The running component can also comprise a role component, an environment component and a management component. The character component is used for enabling the virtual object to select the interactive behavior. The role component can also comprise a model selection component, and the model selection component is used for selecting a model called by the operation component from the model library. The environment component is used for simulating the interactive environment and deducing the state of the interactive environment according to the interactive behavior of the virtual object. The management component is used for managing data of intermediate states in the interaction process of the virtual object and the interactive environment. The learning component can further comprise a data processing component, and the data processing component is used for pulling the interactive data from the buffer through the buffer component, carrying out batch processing on the interactive data, and providing the batch processed interactive data for the learning component for iterative training.

Wherein the data components are used to enable data to be transferred between the components. The data component may include an adaptation component, an agent component, and a batch component. The adaptation component is used for serializing and deserializing the interactive data.
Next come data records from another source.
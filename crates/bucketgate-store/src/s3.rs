//! S3-compatible object store backed by `rust-s3`
//!
//! One `Bucket` handle is built per whitelisted real identifier at startup.
//! Uploads go through the streaming put path, which switches to multipart
//! transfer for payloads above the provider's chunk size, so objects are
//! never buffered whole. Downloads expose the provider's chunk stream
//! directly; dropping it aborts the transfer.

use crate::types::{normalize_etag, ObjectBody, ObjectEntry, ObjectInfo, ObjectListing, ObjectReader};
use crate::{ObjectStore, Result, StoreError};
use async_trait::async_trait;
use futures::{StreamExt, TryStreamExt};
use s3::bucket::Bucket;
use s3::creds::Credentials;
use s3::error::S3Error;
use s3::Region;
use std::collections::HashMap;
use std::time::Duration;
use tracing::{debug, instrument};

/// Connection settings for an S3-compatible provider
#[derive(Clone, Debug)]
pub struct S3Config {
    /// Endpoint URL; empty means AWS for `region`
    pub endpoint: String,
    /// Region name
    pub region: String,
    /// Access key ID
    pub access_key_id: String,
    /// Secret access key
    pub secret_access_key: String,
    /// Use path-style addressing (MinIO and most self-hosted providers)
    pub path_style: bool,
    /// Per-request timeout
    pub request_timeout: Duration,
}

impl Default for S3Config {
    fn default() -> Self {
        Self {
            endpoint: String::new(),
            region: "us-east-1".to_string(),
            access_key_id: String::new(),
            secret_access_key: String::new(),
            path_style: false,
            request_timeout: Duration::from_secs(30),
        }
    }
}

impl S3Config {
    /// Endpoint actually used for requests
    pub fn endpoint_url(&self) -> String {
        if self.endpoint.is_empty() {
            format!("https://s3.{}.amazonaws.com", self.region)
        } else {
            self.endpoint.trim_end_matches('/').to_string()
        }
    }
}

/// Object store talking to an S3-compatible provider
pub struct S3ObjectStore {
    buckets: HashMap<String, Box<Bucket>>,
}

impl S3ObjectStore {
    /// Build handles for every real bucket identifier
    pub fn new(config: &S3Config, bucket_names: &[String]) -> Result<Self> {
        let credentials = Credentials::new(
            Some(&config.access_key_id),
            Some(&config.secret_access_key),
            None,
            None,
            None,
        )
        .map_err(|e| StoreError::Configuration(format!("invalid S3 credentials: {}", e)))?;

        let region = Region::Custom {
            region: config.region.clone(),
            endpoint: config.endpoint_url(),
        };

        let mut buckets = HashMap::with_capacity(bucket_names.len());
        for name in bucket_names {
            let mut bucket = Bucket::new(name, region.clone(), credentials.clone())
                .map_err(|e| StoreError::Configuration(format!("invalid bucket {}: {}", name, e)))?;
            if config.path_style {
                bucket = bucket.with_path_style();
            }
            bucket.set_request_timeout(Some(config.request_timeout));
            buckets.insert(name.clone(), bucket);
        }

        Ok(Self { buckets })
    }

    fn bucket(&self, name: &str) -> Result<&Bucket> {
        self.buckets
            .get(name)
            .map(|b| b.as_ref())
            .ok_or_else(|| StoreError::UnknownBucket(name.to_string()))
    }
}

/// Translate a provider error for `bucket/key`, keeping 404s distinguishable
fn classify(err: S3Error, bucket: &str, key: &str) -> StoreError {
    match err {
        S3Error::HttpFailWithBody(status, body) => StoreError::from_status(status, bucket, key, body),
        other => StoreError::from(other),
    }
}

fn check_status(status: u16, bucket: &str, key: &str) -> Result<()> {
    if (200..300).contains(&status) {
        Ok(())
    } else {
        Err(StoreError::from_status(status, bucket, key, "request failed"))
    }
}

#[async_trait]
impl ObjectStore for S3ObjectStore {
    #[instrument(skip(self))]
    async fn get_object(&self, bucket: &str, key: &str) -> Result<ObjectBody> {
        let info = self.head_object(bucket, key).await?;
        let response = self
            .bucket(bucket)?
            .get_object_stream(key)
            .await
            .map_err(|e| classify(e, bucket, key))?;
        check_status(response.status_code, bucket, key)?;

        let stream = response.bytes.map_err(StoreError::from).boxed();
        Ok(ObjectBody { info, stream })
    }

    #[instrument(skip(self))]
    async fn head_object(&self, bucket: &str, key: &str) -> Result<ObjectInfo> {
        let (head, status) = self
            .bucket(bucket)?
            .head_object(key)
            .await
            .map_err(|e| classify(e, bucket, key))?;
        check_status(status, bucket, key)?;

        Ok(ObjectInfo {
            content_type: head.content_type,
            content_length: head.content_length.and_then(|len| u64::try_from(len).ok()),
            last_modified: head.last_modified,
            etag: head.e_tag.as_deref().map(normalize_etag),
        })
    }

    #[instrument(skip(self))]
    async fn list_objects(
        &self,
        bucket: &str,
        prefix: &str,
        delimiter: Option<&str>,
        continuation_token: Option<&str>,
        max_keys: usize,
    ) -> Result<ObjectListing> {
        let (page, status) = self
            .bucket(bucket)?
            .list_page(
                prefix.to_string(),
                delimiter.map(str::to_string),
                continuation_token.map(str::to_string),
                None,
                Some(max_keys),
            )
            .await
            .map_err(|e| classify(e, bucket, prefix))?;
        check_status(status, bucket, prefix)?;

        let mut entries: Vec<ObjectEntry> = page
            .common_prefixes
            .unwrap_or_default()
            .into_iter()
            .map(|cp| ObjectEntry::directory(cp.prefix))
            .collect();

        entries.extend(
            page.contents
                .into_iter()
                // Zero-byte "folder" placeholders are already represented by the prefix.
                .filter(|obj| obj.key != prefix && !obj.key.ends_with('/'))
                .map(|obj| {
                    let etag = obj.e_tag.as_deref().map(normalize_etag).unwrap_or_default();
                    ObjectEntry::object(obj.key, obj.size, Some(obj.last_modified), etag)
                }),
        );

        let next_continuation_token = if page.is_truncated {
            page.next_continuation_token
        } else {
            None
        };

        debug!(entries = entries.len(), truncated = next_continuation_token.is_some(), "Listed objects");
        Ok(ObjectListing {
            entries,
            next_continuation_token,
        })
    }

    #[instrument(skip(self, reader))]
    async fn put_object(
        &self,
        bucket: &str,
        key: &str,
        mut reader: ObjectReader,
        content_type: &str,
    ) -> Result<u64> {
        let response = self
            .bucket(bucket)?
            .put_object_stream_with_content_type(&mut reader, key, content_type)
            .await
            .map_err(|e| classify(e, bucket, key))?;
        check_status(response.status_code(), bucket, key)?;
        Ok(response.uploaded_bytes() as u64)
    }

    #[instrument(skip(self))]
    async fn delete_object(&self, bucket: &str, key: &str) -> Result<()> {
        let response = self
            .bucket(bucket)?
            .delete_object(key)
            .await
            .map_err(|e| classify(e, bucket, key))?;
        check_status(response.status_code(), bucket, key)
    }

    #[instrument(skip(self))]
    async fn copy_object(&self, bucket: &str, source_key: &str, target_key: &str) -> Result<()> {
        // The copy source header must be URL encoded for non-ASCII keys.
        let encoded_source = urlencoding::encode(source_key);
        let status = self
            .bucket(bucket)?
            .copy_object_internal(encoded_source.as_ref(), target_key)
            .await
            .map_err(|e| classify(e, bucket, source_key))?;
        check_status(status, bucket, source_key)
    }
}

#[cfg(test)]
mod tests {
    use super::*;
    use rstest::rstest;

    fn config() -> S3Config {
        S3Config {
            endpoint: "http://localhost:9000/".to_string(),
            access_key_id: "minio".to_string(),
            secret_access_key: "minio123".to_string(),
            path_style: true,
            ..Default::default()
        }
    }

    #[test]
    fn test_endpoint_url() {
        assert_eq!(config().endpoint_url(), "http://localhost:9000");

        let aws = S3Config {
            region: "eu-west-1".to_string(),
            ..Default::default()
        };
        assert_eq!(aws.endpoint_url(), "https://s3.eu-west-1.amazonaws.com");
    }

    #[test]
    fn test_store_only_knows_configured_buckets() {
        let store = S3ObjectStore::new(&config(), &["raw-id-1".to_string()]).unwrap();
        assert!(store.bucket("raw-id-1").is_ok());
        assert!(matches!(store.bucket("raw-id-2"), Err(StoreError::UnknownBucket(_))));
    }

    #[rstest]
    #[case(200, true)]
    #[case(204, true)]
    #[case(299, true)]
    #[case(403, false)]
    #[case(404, false)]
    #[case(500, false)]
    fn test_success_statuses(#[case] status: u16, #[case] ok: bool) {
        assert_eq!(check_status(status, "b", "k").is_ok(), ok);
    }

    #[test]
    fn test_status_classification() {
        assert!(check_status(404, "b", "k").unwrap_err().is_not_found());
        assert!(matches!(
            check_status(403, "b", "k"),
            Err(StoreError::AccessDenied(_))
        ));
        assert!(matches!(
            classify(S3Error::HttpFailWithBody(404, String::new()), "b", "k"),
            StoreError::NotFound { .. }
        ));
        assert!(matches!(
            classify(S3Error::HttpFailWithBody(400, "InvalidArgument".to_string()), "b", ""),
            StoreError::InvalidArgument(_)
        ));
        assert!(matches!(
            StoreError::from(S3Error::HttpFailWithBody(400, String::new())),
            StoreError::InvalidArgument(_)
        ));
    }
}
The proxy component is used for reading and writing data in the cache component. The batch processing component is used for carrying out batch processing on the interactive data. Wherein the policy component is configured to provide a policy for the virtual object to select the interaction behavior. The selectable policies of the virtual object include a top1 policy or a softmax policy, etc. The strategy component can comprise a model component and an algorithm component, and the algorithm component is used for providing an optimization algorithm. The reasoning component is used for improving reasoning efficiency through a batch processing model reasoning method. The schema component is used to define the distributed structure of the reinforcement learning system.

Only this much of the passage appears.